The
late rock critic Lester Bangs once referred to Doors lead singer Jim Morrison
as a “buffoon” and argued that in the history of rock music The Doors were no
more important than the Guess Who. This feeling that The Doors were an average
band led by a bad poet prone to drunkenness has been echoed by many over the
years. Going against this view in his book TheDoors: A Lifetime of Listening to Five Mean Years, music and pop culture
critic Greil Marcus makes a case for The Doors as a talented, serious and
sometimes revolutionary rock group.
Marcus’
book is not a biography of the band. Instead, most of the chapters are devoted
to an exhaustive critique of an individual song or performance. Quite a few
live recordings are analyzed that only the most fervent Doors fans are likely
to own, but Marcus describes every beat, note and vocal inflection so well that
it isn’t necessary to own these live versions to enjoy the book. The author is
also quick to point out weaknesses in some songs or that some songs are just plain
weak.
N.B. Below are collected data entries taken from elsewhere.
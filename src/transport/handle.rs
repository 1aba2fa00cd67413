//! Swappable handle to the single live port.
//!
//! The relay owns the handle and replaces its content on every reconnect.
//! Everyone else resolves the current port through it at call time and never
//! keeps the `Arc<Port>` across a reconnection.

use std::sync::Arc;

use arc_swap::ArcSwapOption;

use crate::protocol::Envelope;
use crate::transport::port::{Port, PortId, TransportError};

#[derive(Debug, Clone, Default)]
pub struct PortHandle {
    inner: Arc<ArcSwapOption<Port>>,
}

impl PortHandle {
    pub fn new() -> Self {
        Self::default()
    }

    /// Resolve the port that is live right now.
    pub fn current(&self) -> Option<Arc<Port>> {
        self.inner.load_full()
    }

    pub fn current_id(&self) -> Option<PortId> {
        (*self.inner.load()).as_ref().map(|port| port.id())
    }

    pub fn is_connected(&self) -> bool {
        (*self.inner.load()).as_ref().is_some_and(|port| !port.is_closed())
    }

    /// Install a new port, returning the one it replaced.
    pub fn replace(&self, port: Port) -> Option<Arc<Port>> {
        self.inner.swap(Some(Arc::new(port)))
    }

    pub fn clear(&self) -> Option<Arc<Port>> {
        self.inner.swap(None)
    }

    /// Post on whichever port is live, returning its id.
    pub fn post(&self, envelope: Envelope) -> Result<PortId, TransportError> {
        let guard = self.inner.load();
        let port = (*guard).as_ref().ok_or(TransportError::NoPort)?;
        port.post(envelope)?;
        Ok(port.id())
    }
}

#[cfg(test)]
mod tests {
    use super::*;
    use crate::protocol::Method;
    use crate::transport::port::{pair, ConnectInfo};

    fn info() -> ConnectInfo {
        ConnectInfo {
            name: "bridge".into(),
            origin: "https://dapp.example".into(),
        }
    }

    #[test]
    fn test_empty_handle() {
        let handle = PortHandle::new();
        assert!(handle.current().is_none());
        assert!(!handle.is_connected());
        assert!(matches!(
            handle.post(Envelope::control(Method::HealthCheck, "x")),
            Err(TransportError::NoPort)
        ));
    }

    #[tokio::test]
    async fn test_replace_routes_to_new_port() {
        let handle = PortHandle::new();
        let clone = handle.clone();

        let (first, mut first_end) = pair(info());
        let first_id = first.port.id();
        handle.replace(first.port);
        assert_eq!(clone.post(Envelope::control(Method::HealthCheck, "x")).unwrap(), first_id);

        let (second, mut second_end) = pair(info());
        let second_id = second.port.id();
        let old = handle.replace(second.port).unwrap();
        assert_eq!(old.id(), first_id);
        drop(old);

        assert_eq!(clone.post(Envelope::control(Method::HealthCheck, "x")).unwrap(), second_id);
        assert!(second_end.inbound.recv().await.is_some());

        // The first port saw exactly one message and is now gone.
        assert!(first_end.inbound.recv().await.is_some());
        assert!(first_end.inbound.recv().await.is_none());
    }

    #[test]
    fn test_clear() {
        let handle = PortHandle::new();
        let (link, _end) = pair(info());
        handle.replace(link.port);
        assert!(handle.is_connected());
        assert!(handle.clear().is_some());
        assert!(handle.current_id().is_none());
    }
}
In an amusing piece on the song “Strange Days,” Marcus writes that the
song turns into trash after its brilliant first seven seconds.
Despite
chapters being devoted to separate songs, The
Doors still works as a whole, in large part because Marcus works in bits of
the band’s history as well as what was happening in the U.S. at the time. While
writing about a moment in the song, “The Unknown Soldier,” Marcus best sums up
his view of The Doors. “It’s not a sound you’ve heard before, or want to hear
again,” he writes. “It was the sound of the times that no one else made.”